Question

Find the ratio in which the line segment joining the points (-3, 10) and (6, -8) is divided by (-1, 6)?

Answer 1

Hint: Let us assume the ratio be $\left( {{m}_{1}}:{{m}_{2}} \right)$ which is formed when (-1, 6) divides the line segment joining the points (-3, 10) and (6, -8). Now, we are going to use the section formula to find the values of $\left( {{m}_{1}}\And {{m}_{2}} \right)$. We know that if we have two points say, $\left( {{x}_{1}},{{y}_{1}} \right)\And \left( {{x}_{2}},{{y}_{2}} \right)$ and there is a point say $\left( a,b \right)$ which divides it into the ratio $\left( {{m}_{1}}:{{m}_{2}} \right)$ then the relation between them is as follows:
 $\begin{align}
  & a=\dfrac{{{m}_{1}}{{x}_{2}}+{{m}_{2}}{{x}_{1}}}{{{m}_{1}}+{{m}_{2}}}; \\
 & b=\dfrac{{{m}_{1}}{{y}_{2}}+{{m}_{2}}{{y}_{1}}}{{{m}_{1}}+{{m}_{2}}} \\
\end{align}$

Complete step by step answer:
Let us draw a line segment with two points (-3, 10) and (6, -8) and a point (-1, 6) which lies on the line segment.

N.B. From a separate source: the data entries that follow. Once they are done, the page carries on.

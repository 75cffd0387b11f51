//! Seed the hosted backend's catalog from a YAML file.
//!
//! The file is a list of products:
//!
//! ```yaml
//! - name: Wireless Headphones
//!   description: Over-ear, noise cancelling
//!   price: "79.99"
//!   category: Electronics
//!   stock: 25
//!   image_url: https://cdn.example.com/headphones.jpg
//! ```
//!
//! Writes bypass row-level policies, so the backend's service key is
//! required (`BACKEND_SERVICE_KEY`); the storefront itself never holds it.

use std::collections::HashSet;
use std::path::Path;

use shophub_core::NewProduct;
use shophub_storefront::backend::HostedBackend;
use shophub_storefront::config::{BackendConfig, get_validated_secret};
use tracing::{error, info};

/// Problems found in a seed file before anything is written.
#[derive(Debug, thiserror::Error)]
#[error("{0} validation errors found")]
pub struct SeedValidationError(pub usize);

/// Parse a seed file's contents.
///
/// # Errors
///
/// Returns an error if the YAML is malformed or a price is negative.
pub fn parse_products(content: &str) -> Result<Vec<NewProduct>, serde_yaml::Error> {
    serde_yaml::from_str(content)
}

/// Check products for problems the backend would accept silently.
///
/// Returns one message per problem; empty means valid.
#[must_use]
pub fn validate_products(products: &[NewProduct]) -> Vec<String> {
    let mut errors = Vec::new();
    let mut seen = HashSet::new();

    for (index, product) in products.iter().enumerate() {
        let position = index + 1;
        let name = product.name.trim();
        if name.is_empty() {
            errors.push(format!("product #{position}: name is empty"));
            continue;
        }
        if !seen.insert(name.to_lowercase()) {
            errors.push(format!("product #{position}: duplicate name '{name}'"));
        }
        if let Some(url) = &product.image_url
            && !(url.starts_with("https://") || url.starts_with("http://") || url.starts_with('/'))
        {
            errors.push(format!("product #{position} ({name}): image_url must be a URL or absolute path"));
        }
    }

    errors
}

/// Seed products from a YAML file.
///
/// # Arguments
///
/// * `file_path` - Path to the YAML file
/// * `clear_existing` - If true, delete all existing products first
///
/// # Errors
///
/// Returns an error if environment variables are missing, the file cannot
/// be read or fails validation, or the backend rejects the writes.
pub async fn products(
    file_path: &str,
    clear_existing: bool,
) -> Result<(), Box<dyn std::error::Error>> {
    // Load environment variables
    dotenvy::dotenv().ok();

    let config = BackendConfig::from_env()?;
    let service_key = get_validated_secret("BACKEND_SERVICE_KEY")?;

    // Verify file exists
    let path = Path::new(file_path);
    if !path.exists() {
        return Err(format!("File not found: {file_path}").into());
    }

    info!(path = %file_path, "Loading products from file");

    // Read and validate YAML before touching the backend
    let content = tokio::fs::read_to_string(path).await?;
    let products = parse_products(&content)?;

    info!(products = products.len(), "Parsed seed file");

    let errors = validate_products(&products);
    if !errors.is_empty() {
        error!("Seed file validation failed:");
        for err in &errors {
            error!("  - {err}");
        }
        return Err(SeedValidationError(errors.len()).into());
    }

    let backend = HostedBackend::new(&config)?;

    info!(clear_existing, backend = %config.origin(), "Starting seeding process");
    let inserted = backend
        .seed_products(&service_key, &products, clear_existing)
        .await?;

    info!("Seeding complete!");
    info!("  Products inserted: {inserted}");

    Ok(())
}

#[cfg(test)]
#[allow(clippy::unwrap_used)]
mod tests {
    use rust_decimal::Decimal;

    use super::*;

    const SAMPLE: &str = r#"
- name: Wireless Headphones
  description: Over-ear, noise cancelling
  price: "79.99"
  category: Electronics
  stock: 25
- name: Yoga Mat
  price: 34.5
"#;

    #[test]
    fn test_parse_products() {
        let products = parse_products(SAMPLE).unwrap();
        assert_eq!(products.len(), 2);
        assert_eq!(products[0].price.amount(), Decimal::new(7999, 2));
        assert_eq!(products[1].stock, 0);
        assert!(products[1].description.is_empty());
        assert!(validate_products(&products).is_empty());
    }

    #[test]
    fn test_parse_rejects_negative_price() {
        assert!(parse_products("- name: Broken\n  price: -1\n").is_err());
    }

    #[test]
    fn test_validate_duplicates_and_blank_names() {
        let mut products = parse_products(SAMPLE).unwrap();
        products.push(products[0].clone());
        products[1].name = "  ".to_string();

        let errors = validate_products(&products);
        assert_eq!(errors.len(), 2);
        assert!(errors[0].contains("name is empty"));
        assert!(errors[1].contains("duplicate name"));
    }

    #[test]
    fn test_validate_image_url() {
        let mut products = parse_products(SAMPLE).unwrap();
        products[0].image_url = Some("headphones.jpg".to_string());
        let errors = validate_products(&products);
        assert_eq!(errors.len(), 1);
        assert!(errors[0].contains("image_url"));
    }

    #[test]
    fn test_bundled_seed_file_is_valid() {
        let content = include_str!("../../../../seed/products.yaml");
        let products = parse_products(content).unwrap();
        assert_eq!(products.len(), 6);
        assert!(validate_products(&products).is_empty());
    }
}
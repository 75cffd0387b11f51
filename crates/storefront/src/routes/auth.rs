//! Sign-in, sign-up and sign-out route handlers.

use askama::Template;
use askama_web::WebTemplate;
use axum::{
    Form,
    extract::{Query, State},
    http::StatusCode,
    response::{IntoResponse, Redirect, Response},
};
use serde::Deserialize;
use tower_sessions::Session;
use tracing::instrument;

use super::NavView;
use crate::backend::SignUpOutcome;
use crate::error::{Result, clear_sentry_user, set_sentry_user};
use crate::filters;
use crate::middleware::{CurrentSession, clear_current_session, sign_in_session};
use crate::models::AuthSession;
use crate::notifications::{Notice, NoticeQuery, Toast};
use crate::services::{AuthError, AuthGateway};
use crate::state::AppState;

/// Which form the auth page opens on.
#[derive(Debug, Clone, Copy, Default, PartialEq, Eq)]
pub enum AuthTab {
    #[default]
    SignIn,
    SignUp,
}

/// Tab selection query parameter.
#[derive(Debug, Default, Deserialize)]
pub struct TabQuery {
    #[serde(default)]
    pub tab: Option<String>,
}

impl TabQuery {
    fn tab(&self) -> AuthTab {
        match self.tab.as_deref() {
            Some("sign-up") => AuthTab::SignUp,
            _ => AuthTab::SignIn,
        }
    }
}

/// Auth page template.
#[derive(Template, WebTemplate)]
#[template(path = "auth/index.html")]
pub struct AuthTemplate {
    pub nav: NavView,
    pub toast: Option<Toast>,
    pub sign_up_active: bool,
    /// Email to prefill after a failed attempt.
    pub email: String,
}

impl AuthTemplate {
    fn new(tab: AuthTab, toast: Option<Toast>) -> Self {
        Self {
            nav: NavView::default(),
            toast,
            sign_up_active: tab == AuthTab::SignUp,
            email: String::new(),
        }
    }

    fn failed(tab: AuthTab, email: String, err: &AuthError) -> Response {
        let status = if err.is_backend_failure() {
            StatusCode::BAD_GATEWAY
        } else {
            StatusCode::UNPROCESSABLE_ENTITY
        };
        let template = Self {
            email,
            ..Self::new(tab, Some(err.toast()))
        };
        (status, template).into_response()
    }
}

/// Sign-in form data.
#[derive(Deserialize)]
pub struct SignInForm {
    pub email: String,
    pub password: String,
}

/// Sign-up form data.
#[derive(Deserialize)]
pub struct SignUpForm {
    pub email: String,
    pub password: String,
    pub confirm_password: String,
}

/// Display the auth page. Signed-in users are sent home.
pub async fn page(
    CurrentSession(current): CurrentSession,
    Query(notice): Query<NoticeQuery>,
    Query(tab): Query<TabQuery>,
) -> Response {
    if current.is_some() {
        return Redirect::to("/").into_response();
    }
    AuthTemplate::new(tab.tab(), notice.notice.map(|n| n.toast())).into_response()
}

/// Handle sign-in form submission.
#[instrument(skip(state, session, form))]
pub async fn sign_in(
    State(state): State<AppState>,
    session: Session,
    Form(form): Form<SignInForm>,
) -> Result<Response> {
    let gateway = AuthGateway::new(state.backend());
    match gateway.sign_in(&form.email, &form.password).await {
        Ok(auth) => {
            establish(&session, &auth).await?;
            Ok(Redirect::to(&Notice::SignedIn.location("/")).into_response())
        }
        Err(e) => Ok(AuthTemplate::failed(AuthTab::SignIn, form.email, &e)),
    }
}

/// Handle sign-up form submission.
///
/// When the backend requires email confirmation no session is created and
/// the user is asked to check their inbox.
#[instrument(skip(state, session, form))]
pub async fn sign_up(
    State(state): State<AppState>,
    session: Session,
    Form(form): Form<SignUpForm>,
) -> Result<Response> {
    let gateway = AuthGateway::new(state.backend());
    match gateway
        .sign_up(&form.email, &form.password, &form.confirm_password)
        .await
    {
        Ok(SignUpOutcome::SignedIn(auth)) => {
            establish(&session, &auth).await?;
            Ok(Redirect::to(&Notice::SignedUp.location("/")).into_response())
        }
        Ok(SignUpOutcome::ConfirmationRequired) => {
            Ok(Redirect::to(&Notice::CheckEmail.location("/auth")).into_response())
        }
        Err(e) => Ok(AuthTemplate::failed(AuthTab::SignUp, form.email, &e)),
    }
}

/// Handle sign-out.
#[instrument(skip(state, session, current))]
pub async fn sign_out(
    State(state): State<AppState>,
    session: Session,
    CurrentSession(current): CurrentSession,
) -> Result<Response> {
    if let Some(auth) = current {
        AuthGateway::new(state.backend()).sign_out(&auth).await;
    }
    clear_current_session(&session).await?;
    clear_sentry_user();
    Ok(Redirect::to(&Notice::SignedOut.location("/")).into_response())
}

async fn establish(session: &Session, auth: &AuthSession) -> Result<()> {
    sign_in_session(session, auth).await?;
    set_sentry_user(&auth.user.id, Some(auth.user.email.as_str()));
    Ok(())
}

#[cfg(test)]
mod tests {
    use super::*;

    #[test]
    fn test_tab_query() {
        assert_eq!(TabQuery::default().tab(), AuthTab::SignIn);
        let query = TabQuery {
            tab: Some("sign-up".to_string()),
        };
        assert_eq!(query.tab(), AuthTab::SignUp);
        let query = TabQuery {
            tab: Some("bogus".to_string()),
        };
        assert_eq!(query.tab(), AuthTab::SignIn);
    }
}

Now, let us assume the ratio in which C divides A and B is $\left( {{m}_{1}}:{{m}_{2}} \right)$. Marking this ratio in the above diagram we get,

To find the values of $\left( {{m}_{1}}\And {{m}_{2}} \right)$, we are going to use the section formula. Now, let us see how the section formula is used. Let us consider two points $\left( {{x}_{1}},{{y}_{1}} \right)\And \left( {{x}_{2}},{{y}_{2}} \right)$ and there is a point say $\left( a,b \right)$ which divides it into the ratio $\left( {{m}_{1}}:{{m}_{2}} \right)$ then the relation between them is as follows:
 $\begin{align}
  & a=\dfrac{{{m}_{1}}{{x}_{2}}+{{m}_{2}}{{x}_{1}}}{{{m}_{1}}+{{m}_{2}}}; \\
 & b=\dfrac{{{m}_{1}}{{y}_{2}}+{{m}_{2}}{{y}_{1}}}{{{m}_{1}}+{{m}_{2}}} \\
\end{align}$
Now, let us take $\left( {{x}_{1}},{{y}_{1}} \right)\And \left( {{x}_{2}},{{y}_{2}} \right)$ as (-3, 10) and (6, -8) respectively. And point $\left( a,b \right)$ as (-1, 6). Substituting these values in the above formula we get,
$\begin{align}
  & -1=\dfrac{{{m}_{1}}\left( 6 \right)+{{m}_{2}}\left( -3 \right)}{{{m}_{1}}+{{m}_{2}}}; \\
 & 6=\dfrac{{{m}_{1}}\left( -8 \right)+{{m}_{2}}\left( 10 \right)}{{{m}_{1}}+{{m}_{2}}} \\
\end{align}$
Cross-multiplying the above two equations we get,
$\begin{align}
  & -1\left( {{m}_{1}}+{{m}_{2}} \right)=6{{m}_{1}}-3{{m}_{2}} \\
 & \Rightarrow -{{m}_{1}}-{{m}_{2}}=6{{m}_{1}}-3{{m}_{2}} \\
 & \Rightarrow 2{{m}_{2}}=7{{m}_{1}}.....(1) \\
\end{align}$
$\begin{align}
  & 6\left( {{m}_{1}}+{{m}_{2}} \right)=-8{{m}_{1}}+10{{m}_{2}} \\
 & \Rightarrow 6{{m}_{1}}+6{{m}_{2}}=-8{{m}_{1}}+10{{m}_{2}} \\
 & \Rightarrow 14{{m}_{1}}=4{{m}_{2}}....(2) \\
\end{align}$
Dividing eq. (2) by 2 we get,
$7{{m}_{1}}=2{{m}_{2}}$
Rearranging the above equation we get,
$\dfrac{{{m}_{1}}}{{{m}_{2}}}=\dfrac{2}{7}$
Writing the fraction in the ratio form we get,
${{m}_{1}}:{{m}_{2}}=2:7$
Hence, we have found the ratio as 2:7.

Note: In the above solution, as you can see both the equations (1 and 2) are giving the same ratio value so you can solve one of the two equations and get the value of the ratio. There is no need to solve both the equations. Having this information in mind that both the equations will give the same ratio values can reduce the solving time in examination.